# Task to carry out
From the records below, copy out exactly the lines from the one containing "#[derive(Debug, Clone, Deserialize)]" to the one containing "pub fn get(&self, name: &str)", both included. Add nothing else.
——————————
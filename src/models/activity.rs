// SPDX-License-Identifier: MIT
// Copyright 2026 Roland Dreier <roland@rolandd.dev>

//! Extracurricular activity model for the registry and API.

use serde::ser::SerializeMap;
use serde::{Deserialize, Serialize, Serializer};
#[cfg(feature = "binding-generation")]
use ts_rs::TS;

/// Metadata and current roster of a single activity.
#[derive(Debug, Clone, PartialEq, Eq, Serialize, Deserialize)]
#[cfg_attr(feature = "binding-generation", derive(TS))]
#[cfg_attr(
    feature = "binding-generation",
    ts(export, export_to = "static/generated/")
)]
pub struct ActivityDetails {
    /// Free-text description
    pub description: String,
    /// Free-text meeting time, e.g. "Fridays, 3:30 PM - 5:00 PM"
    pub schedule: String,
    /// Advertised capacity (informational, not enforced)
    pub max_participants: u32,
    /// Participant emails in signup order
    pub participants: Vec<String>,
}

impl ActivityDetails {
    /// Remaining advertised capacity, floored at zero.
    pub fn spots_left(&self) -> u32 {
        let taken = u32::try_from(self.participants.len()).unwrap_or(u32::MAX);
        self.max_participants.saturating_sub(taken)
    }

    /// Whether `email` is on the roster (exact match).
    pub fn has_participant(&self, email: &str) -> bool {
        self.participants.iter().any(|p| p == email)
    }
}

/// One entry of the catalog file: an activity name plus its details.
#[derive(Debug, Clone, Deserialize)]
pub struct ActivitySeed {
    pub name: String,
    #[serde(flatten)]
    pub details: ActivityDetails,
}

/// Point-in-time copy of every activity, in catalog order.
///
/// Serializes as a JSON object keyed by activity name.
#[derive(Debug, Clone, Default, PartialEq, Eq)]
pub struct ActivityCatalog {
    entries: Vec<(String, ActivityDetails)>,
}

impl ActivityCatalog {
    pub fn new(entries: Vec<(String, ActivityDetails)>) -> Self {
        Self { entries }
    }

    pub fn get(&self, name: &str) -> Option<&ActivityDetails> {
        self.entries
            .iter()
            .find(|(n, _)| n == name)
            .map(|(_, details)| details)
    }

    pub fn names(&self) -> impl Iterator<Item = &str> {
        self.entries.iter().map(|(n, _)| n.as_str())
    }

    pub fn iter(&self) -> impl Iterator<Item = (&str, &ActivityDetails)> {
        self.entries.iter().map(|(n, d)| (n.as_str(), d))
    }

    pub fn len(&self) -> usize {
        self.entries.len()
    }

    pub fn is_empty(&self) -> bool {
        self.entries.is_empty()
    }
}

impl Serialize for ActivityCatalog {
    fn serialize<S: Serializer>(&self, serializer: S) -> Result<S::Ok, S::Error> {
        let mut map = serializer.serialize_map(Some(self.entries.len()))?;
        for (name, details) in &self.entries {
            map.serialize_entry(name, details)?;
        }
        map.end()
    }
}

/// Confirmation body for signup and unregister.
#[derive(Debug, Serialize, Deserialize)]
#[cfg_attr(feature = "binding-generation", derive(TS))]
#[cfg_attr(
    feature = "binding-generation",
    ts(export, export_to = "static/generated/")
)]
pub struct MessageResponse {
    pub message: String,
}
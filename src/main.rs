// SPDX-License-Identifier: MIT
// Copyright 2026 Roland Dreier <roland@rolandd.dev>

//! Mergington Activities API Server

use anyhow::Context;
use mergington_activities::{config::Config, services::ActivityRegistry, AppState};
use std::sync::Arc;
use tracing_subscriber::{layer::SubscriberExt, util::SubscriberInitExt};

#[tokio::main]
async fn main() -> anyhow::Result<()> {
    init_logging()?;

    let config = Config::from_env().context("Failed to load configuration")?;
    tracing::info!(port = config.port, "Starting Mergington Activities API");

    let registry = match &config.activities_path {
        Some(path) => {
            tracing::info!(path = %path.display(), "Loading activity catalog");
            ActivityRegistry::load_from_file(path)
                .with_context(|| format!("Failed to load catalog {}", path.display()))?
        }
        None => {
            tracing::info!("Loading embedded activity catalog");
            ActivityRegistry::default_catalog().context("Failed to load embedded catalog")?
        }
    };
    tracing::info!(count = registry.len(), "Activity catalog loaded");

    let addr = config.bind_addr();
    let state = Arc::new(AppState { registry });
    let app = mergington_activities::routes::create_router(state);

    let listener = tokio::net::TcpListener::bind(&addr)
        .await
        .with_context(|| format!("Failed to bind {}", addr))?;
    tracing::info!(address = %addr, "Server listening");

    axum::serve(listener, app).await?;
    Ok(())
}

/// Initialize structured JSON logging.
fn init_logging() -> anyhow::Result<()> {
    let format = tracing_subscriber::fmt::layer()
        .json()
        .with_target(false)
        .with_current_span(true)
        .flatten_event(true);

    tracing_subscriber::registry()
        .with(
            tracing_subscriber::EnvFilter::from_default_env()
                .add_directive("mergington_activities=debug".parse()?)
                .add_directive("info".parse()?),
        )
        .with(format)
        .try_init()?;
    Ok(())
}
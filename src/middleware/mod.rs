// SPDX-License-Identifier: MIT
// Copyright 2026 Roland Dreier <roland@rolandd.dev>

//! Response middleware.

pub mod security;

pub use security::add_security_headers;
——————————
# Answer to the problem
#[derive(Debug, Clone, Deserialize)]
pub struct ActivitySeed {
    pub name: String,
    #[serde(flatten)]
    pub details: ActivityDetails,
}

/// Point-in-time copy of every activity, in catalog order.
///
/// Serializes as a JSON object keyed by activity name.
#[derive(Debug, Clone, Default, PartialEq, Eq)]
pub struct ActivityCatalog {
    entries: Vec<(String, ActivityDetails)>,
}

impl ActivityCatalog {
    pub fn new(entries: Vec<(String, ActivityDetails)>) -> Self {
        Self { entries }
    }

    pub fn get(&self, name: &str) -> Option<&ActivityDetails> {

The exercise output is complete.